Hyundai Motor America has revealed two modified cars for the Optima Batteries “2018 Search for the Ultimate Street Car” annual event, and while one is an expected base car for mods, the other is a unique choice. The two cars are the Veloster N and the Ioniq Electric.

“The vehicles are modified in a way that mirrors a typical enthusiast – gripper tyres and suspension, increased power, etc; and then tested in this severe environment. This is one way we ensure our vehicle will exceed our customers’ expectations,” said Joshua Vedder, senior group manager at HMA’s customer connect department.

Hyundai’s EV returns to defend its 2017 National Championship in the new GTE class. Entering its first full year of competition, the Veloster N is challenging the top GTC class competitors. Hyundai is hoping to qualify for the Optima Ultimate Street Car Invitational with the two entries.

The Veloster N is powered by a 2.0 litre turbo-four with 275 hp and 353 Nm, enhanced here by the Remus Powerizer (mapping), Responder (improved throttle response) and cat-back active exhaust; prototype cold air intake and high capacity charge-air cooler.
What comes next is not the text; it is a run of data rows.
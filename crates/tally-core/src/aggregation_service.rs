//! Provides totals, groupings and time-windowed counts over ledger transactions.

use std::{collections::HashMap, fmt};

use chrono::NaiveDate;
use rust_decimal::Decimal;
use serde::Serialize;
use tally_domain::{Category, DateWindow, Kind, Transaction, WeekStart};
use uuid::Uuid;

/// Sign of the net balance, kept apart from the stored amounts.
#[derive(Debug, Clone, Copy, Serialize, PartialEq, Eq)]
pub enum BalanceDirection {
    Surplus,
    Deficit,
}

impl fmt::Display for BalanceDirection {
    fn fmt(&self, f: &mut fmt::Formatter<'_>) -> fmt::Result {
        let label = match self {
            BalanceDirection::Surplus => "Surplus",
            BalanceDirection::Deficit => "Deficit",
        };
        f.write_str(label)
    }
}

/// Signed difference between income and expenses.
#[derive(Debug, Clone, Copy, Serialize, PartialEq, Eq)]
pub struct NetBalance(Decimal);

impl NetBalance {
    pub fn new(value: Decimal) -> Self {
        Self(value)
    }

    pub fn value(self) -> Decimal {
        self.0
    }

    /// Absolute value for display next to [`NetBalance::direction`].
    pub fn magnitude(self) -> Decimal {
        self.0.abs()
    }

    /// A zero balance counts as a surplus.
    pub fn direction(self) -> BalanceDirection {
        if self.0.is_sign_negative() && !self.0.is_zero() {
            BalanceDirection::Deficit
        } else {
            BalanceDirection::Surplus
        }
    }
}

/// A transaction that cannot be attributed to a category of its own kind.
#[derive(Debug, Clone, Serialize, PartialEq, Eq)]
pub enum UnresolvedReference {
    MissingCategory {
        transaction_id: Uuid,
        category_id: Uuid,
    },
    KindMismatch {
        transaction_id: Uuid,
        category_id: Uuid,
        transaction_kind: Kind,
        category_kind: Kind,
    },
}

impl UnresolvedReference {
    pub fn transaction_id(&self) -> Uuid {
        match self {
            UnresolvedReference::MissingCategory { transaction_id, .. }
            | UnresolvedReference::KindMismatch { transaction_id, .. } => *transaction_id,
        }
    }
}

impl fmt::Display for UnresolvedReference {
    fn fmt(&self, f: &mut fmt::Formatter<'_>) -> fmt::Result {
        match self {
            UnresolvedReference::MissingCategory {
                transaction_id,
                category_id,
            } => write!(
                f,
                "transaction {transaction_id} references missing category {category_id}"
            ),
            UnresolvedReference::KindMismatch {
                transaction_id,
                category_id,
                transaction_kind,
                category_kind,
            } => write!(
                f,
                "transaction {transaction_id} ({transaction_kind}) references {category_kind} category {category_id}"
            ),
        }
    }
}

/// Reporting windows derived from a reference day.
#[derive(Debug, Clone, Copy, Serialize, PartialEq, Eq)]
pub struct ReportPeriod {
    /// Window used for per-category spend.
    pub month: DateWindow,
    /// Window used for the weekly transaction count.
    pub week: DateWindow,
}

impl ReportPeriod {
    pub fn containing(reference: NaiveDate, week_start: WeekStart) -> Self {
        Self {
            month: DateWindow::month_to_date(reference),
            week: DateWindow::week_containing(reference, week_start),
        }
    }
}

/// Derived financial state for one snapshot.
#[derive(Debug, Clone, Serialize, PartialEq)]
pub struct LedgerTotals {
    pub total_income: Decimal,
    pub total_expenses: Decimal,
    pub net_balance: NetBalance,
    pub spend_by_category: HashMap<Uuid, Decimal>,
    pub weekly_transaction_count: usize,
    pub period: ReportPeriod,
    pub unresolved: Vec<UnresolvedReference>,
}

impl LedgerTotals {
    pub fn spent_in(&self, category_id: Uuid) -> Decimal {
        self.spend_by_category
            .get(&category_id)
            .copied()
            .unwrap_or(Decimal::ZERO)
    }
}

#[derive(Default)]
struct Accumulator {
    income: Decimal,
    expenses: Decimal,
    weekly: usize,
    by_category: HashMap<Uuid, Decimal>,
    unresolved: Vec<UnresolvedReference>,
}

/// Stateless aggregation utilities that operate over transaction snapshots.
pub struct AggregationService;

impl AggregationService {
    /// Sum of every income amount.
    pub fn total_income<'a, I>(transactions: I) -> Decimal
    where
        I: IntoIterator<Item = &'a Transaction>,
    {
        sum_kind(transactions, Kind::Income)
    }

    /// Sum of every expense amount.
    pub fn total_expenses<'a, I>(transactions: I) -> Decimal
    where
        I: IntoIterator<Item = &'a Transaction>,
    {
        sum_kind(transactions, Kind::Expense)
    }

    /// Income minus expenses, computed in a single pass.
    pub fn net_balance<'a, I>(transactions: I) -> NetBalance
    where
        I: IntoIterator<Item = &'a Transaction>,
    {
        let net = transactions
            .into_iter()
            .fold(Decimal::ZERO, |acc, txn| match txn.kind {
                Kind::Income => acc.saturating_add(txn.amount.value()),
                Kind::Expense => acc.saturating_sub(txn.amount.value()),
            });
        NetBalance::new(net)
    }

    /// Expense totals per category for transactions dated inside `window`.
    ///
    /// Transactions whose category is unknown or of the other kind are left out.
    /// Categories without matching transactions are absent from the map.
    pub fn spend_by_category<'a, I>(
        transactions: I,
        categories: &[Category],
        window: DateWindow,
    ) -> HashMap<Uuid, Decimal>
    where
        I: IntoIterator<Item = &'a Transaction>,
    {
        let lookup = category_lookup(categories);
        let mut spend = HashMap::new();
        for txn in transactions {
            if txn.is_expense() && window.contains(txn.date) && resolve(txn, &lookup).is_ok() {
                add_spend(&mut spend, txn);
            }
        }
        spend
    }

    /// Number of transactions of any kind dated inside the week containing `reference`.
    pub fn weekly_transaction_count<'a, I>(
        transactions: I,
        reference: NaiveDate,
        week_start: WeekStart,
    ) -> usize
    where
        I: IntoIterator<Item = &'a Transaction>,
    {
        let week = DateWindow::week_containing(reference, week_start);
        transactions
            .into_iter()
            .filter(|txn| week.contains(txn.date))
            .count()
    }

    /// Lists transactions that cannot be grouped under their category.
    pub fn unresolved_references<'a, I>(
        transactions: I,
        categories: &[Category],
    ) -> Vec<UnresolvedReference>
    where
        I: IntoIterator<Item = &'a Transaction>,
    {
        let lookup = category_lookup(categories);
        transactions
            .into_iter()
            .filter_map(|txn| resolve(txn, &lookup).err())
            .collect()
    }

    /// Computes every aggregate for the period containing `reference` in one pass.
    pub fn summarize<'a, I>(
        transactions: I,
        categories: &[Category],
        reference: NaiveDate,
        week_start: WeekStart,
    ) -> LedgerTotals
    where
        I: IntoIterator<Item = &'a Transaction>,
    {
        let period = ReportPeriod::containing(reference, week_start);
        let lookup = category_lookup(categories);
        let mut acc = Accumulator::default();
        let mut seen = 0usize;

        for txn in transactions {
            seen += 1;
            let resolved = match resolve(txn, &lookup) {
                Ok(()) => true,
                Err(unresolved) => {
                    tracing::warn!(%unresolved, "excluding transaction from category totals");
                    acc.unresolved.push(unresolved);
                    false
                }
            };
            match txn.kind {
                Kind::Income => acc.income = acc.income.saturating_add(txn.amount.value()),
                Kind::Expense => {
                    acc.expenses = acc.expenses.saturating_add(txn.amount.value());
                    if resolved && period.month.contains(txn.date) {
                        add_spend(&mut acc.by_category, txn);
                    }
                }
            }
            if period.week.contains(txn.date) {
                acc.weekly += 1;
            }
        }

        tracing::debug!(
            transactions = seen,
            categories = acc.by_category.len(),
            unresolved = acc.unresolved.len(),
            "ledger totals computed"
        );

        LedgerTotals {
            total_income: acc.income,
            total_expenses: acc.expenses,
            net_balance: NetBalance::new(acc.income.saturating_sub(acc.expenses)),
            spend_by_category: acc.by_category,
            weekly_transaction_count: acc.weekly,
            period,
            unresolved: acc.unresolved,
        }
    }
}

fn sum_kind<'a, I>(transactions: I, kind: Kind) -> Decimal
where
    I: IntoIterator<Item = &'a Transaction>,
{
    transactions
        .into_iter()
        .filter(|txn| txn.kind == kind)
        .map(|txn| txn.amount.value())
        .fold(Decimal::ZERO, Decimal::saturating_add)
}

fn add_spend(spend: &mut HashMap<Uuid, Decimal>, txn: &Transaction) {
    let total = spend.entry(txn.category_id).or_insert(Decimal::ZERO);
    *total = total.saturating_add(txn.amount.value());
}

fn category_lookup(categories: &[Category]) -> HashMap<Uuid, &Category> {
    categories.iter().map(|c| (c.id, c)).collect()
}

fn resolve(
    txn: &Transaction,
    lookup: &HashMap<Uuid, &Category>,
) -> Result<(), UnresolvedReference> {
    match lookup.get(&txn.category_id) {
        None => Err(UnresolvedReference::MissingCategory {
            transaction_id: txn.id,
            category_id: txn.category_id,
        }),
        Some(category) if !category.accepts_kind(txn.kind) => {
            Err(UnresolvedReference::KindMismatch {
                transaction_id: txn.id,
                category_id: category.id,
                transaction_kind: txn.kind,
                category_kind: category.kind,
            })
        }
        Some(_) => Ok(()),
    }
}
use rust_decimal::Decimal;
use thiserror::Error;
use uuid::Uuid;

/// Invariant violations detected while building ledger records.
#[derive(Debug, Clone, PartialEq, Eq, Error)]
pub enum DomainError {
    #[error("amount must not be negative (got {0})")]
    NegativeAmount(Decimal),
    #[error("amount exceeds the supported maximum (got {0})")]
    AmountTooLarge(Decimal),
    #[error("invalid amount: {0}")]
    InvalidAmount(String),
    #[error("unknown kind: {0}")]
    UnknownKind(String),
    #[error("transaction description must not be empty")]
    EmptyDescription,
    #[error("category name must not be empty")]
    EmptyName,
    #[error("default category {0} cannot be deleted")]
    DefaultCategoryImmutable(Uuid),
    #[error("date range end must not precede start")]
    InvalidDateRange,
}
For brakes, they’ve fitted a Wilwood Endurance race spec system consisting of forged narrow Superlite radial-mount calipers (six-piston front, four-piston rear), GT 72 curved vane rotors, forged aluminium big brake dynamic hat and BP20 compound pads. The three-door coupe sits on 30 mm H&R lowering springs and 19-inch BBS LM-R wheels with 245/35 Bridgestone Potenza RE-71R tyres.

The Veloster N also gets Pierce Motorsports strut brace and subframe supports, prototype adjustable sway bars (23 mm front, 22 mm rear) and front camber bolts. An AEM CD-5 digital dash and CAN network adapter, and Racelogic Video VBOX HD2 have been fitted for data acquisition.

Inside, you’ll find a Recaro Profi SPG XL seats with Sparco Enduro six-point harness, all protected by a removable cage from Pierce Motorsports. The second-gen Veloster is a sporty little looker, especially in N form, and the only exterior add-on parts you see here are the custom APR front splitter and side skirts.

As for the Ioniq Electric racecar, Hyundai borrowed a higher powered e-motor from the newer Kona Electric, and the result is 204 PS and 395 Nm of immediate torque. That’s a big jump from the standard Ioniq EV’s 120 PS/295 Nm, and performance is up too – 0-96 km/h (0-60 mph) takes just 5.8 seconds and 0-160 km/h (0-100 mph) is done in 15.7 seconds. Top speed is 185 km/h.

The racing EV is fitted with torque map/rate tuning for improved launch and limit driving control, improved power electronics cooling with upgraded radiator and electric water pumps, enhanced battery cooling with higher air flow fans and dedicated air conditioning ducting, and a water cooled AC condenser for improved battery cooling while stationary. There’s also a Drexler limited slip differential and 7.05 gear ratio.

It’s strange to see an EV sitting on lowered springs and TE37s, but the Ioniq’s “normal car looks” lends itself well to mods. It also gets a Wilwood performance brake package. The revised front end reminds me of the Subaru BRZ.

Looks like the “sports and performance” virus has really hit Hyundai hard. Car guys, like what you see?